**Given information**
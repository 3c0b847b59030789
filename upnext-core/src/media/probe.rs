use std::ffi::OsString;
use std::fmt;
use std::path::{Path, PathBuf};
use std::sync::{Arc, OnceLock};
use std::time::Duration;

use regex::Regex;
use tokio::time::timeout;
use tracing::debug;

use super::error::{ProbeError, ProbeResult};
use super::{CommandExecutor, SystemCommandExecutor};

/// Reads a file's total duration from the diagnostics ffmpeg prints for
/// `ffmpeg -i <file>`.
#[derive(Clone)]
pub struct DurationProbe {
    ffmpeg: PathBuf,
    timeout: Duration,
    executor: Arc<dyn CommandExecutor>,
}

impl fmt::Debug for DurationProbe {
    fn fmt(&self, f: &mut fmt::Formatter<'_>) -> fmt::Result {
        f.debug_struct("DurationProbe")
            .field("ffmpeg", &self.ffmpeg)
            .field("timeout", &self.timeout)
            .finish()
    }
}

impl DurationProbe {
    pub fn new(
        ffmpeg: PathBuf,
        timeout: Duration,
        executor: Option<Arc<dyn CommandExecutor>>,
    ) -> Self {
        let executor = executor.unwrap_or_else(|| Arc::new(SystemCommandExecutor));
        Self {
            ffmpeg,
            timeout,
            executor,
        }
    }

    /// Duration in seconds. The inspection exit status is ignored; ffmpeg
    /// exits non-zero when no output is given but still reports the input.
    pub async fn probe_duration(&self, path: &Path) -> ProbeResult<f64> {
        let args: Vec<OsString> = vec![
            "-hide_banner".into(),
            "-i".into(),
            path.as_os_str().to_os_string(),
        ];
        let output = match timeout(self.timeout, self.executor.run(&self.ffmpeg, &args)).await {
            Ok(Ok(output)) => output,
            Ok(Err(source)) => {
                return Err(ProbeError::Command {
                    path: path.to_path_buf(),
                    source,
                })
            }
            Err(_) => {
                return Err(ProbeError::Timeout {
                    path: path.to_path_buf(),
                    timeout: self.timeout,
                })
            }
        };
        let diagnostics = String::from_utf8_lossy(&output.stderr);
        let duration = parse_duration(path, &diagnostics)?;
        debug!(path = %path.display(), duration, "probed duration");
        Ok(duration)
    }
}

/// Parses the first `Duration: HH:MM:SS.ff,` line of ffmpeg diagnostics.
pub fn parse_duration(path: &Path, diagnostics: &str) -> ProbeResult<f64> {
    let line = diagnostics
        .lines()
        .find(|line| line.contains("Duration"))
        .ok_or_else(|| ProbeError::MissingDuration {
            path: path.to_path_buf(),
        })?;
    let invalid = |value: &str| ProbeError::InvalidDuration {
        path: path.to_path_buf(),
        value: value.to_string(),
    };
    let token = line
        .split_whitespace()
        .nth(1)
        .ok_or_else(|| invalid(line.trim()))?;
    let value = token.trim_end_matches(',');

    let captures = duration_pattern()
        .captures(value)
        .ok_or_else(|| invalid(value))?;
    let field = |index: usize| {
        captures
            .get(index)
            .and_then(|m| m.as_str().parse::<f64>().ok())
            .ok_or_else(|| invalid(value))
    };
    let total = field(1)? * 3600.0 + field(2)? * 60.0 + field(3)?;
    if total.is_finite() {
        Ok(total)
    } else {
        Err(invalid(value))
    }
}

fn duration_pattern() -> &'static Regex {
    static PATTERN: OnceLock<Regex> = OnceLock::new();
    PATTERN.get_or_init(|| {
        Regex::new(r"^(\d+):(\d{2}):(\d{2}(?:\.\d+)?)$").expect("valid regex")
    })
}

**Work item**
After locating the line that contains "let field = |index: usize|", output it and the remaining lines of the material above, exactly as they read.

**Your response**
    let field = |index: usize| {
        captures
            .get(index)
            .and_then(|m| m.as_str().parse::<f64>().ok())
            .ok_or_else(|| invalid(value))
    };
    let total = field(1)? * 3600.0 + field(2)? * 60.0 + field(3)?;
    if total.is_finite() {
        Ok(total)
    } else {
        Err(invalid(value))
    }
}

fn duration_pattern() -> &'static Regex {
    static PATTERN: OnceLock<Regex> = OnceLock::new();
    PATTERN.get_or_init(|| {
        Regex::new(r"^(\d+):(\d{2}):(\d{2}(?:\.\d+)?)$").expect("valid regex")
    })
}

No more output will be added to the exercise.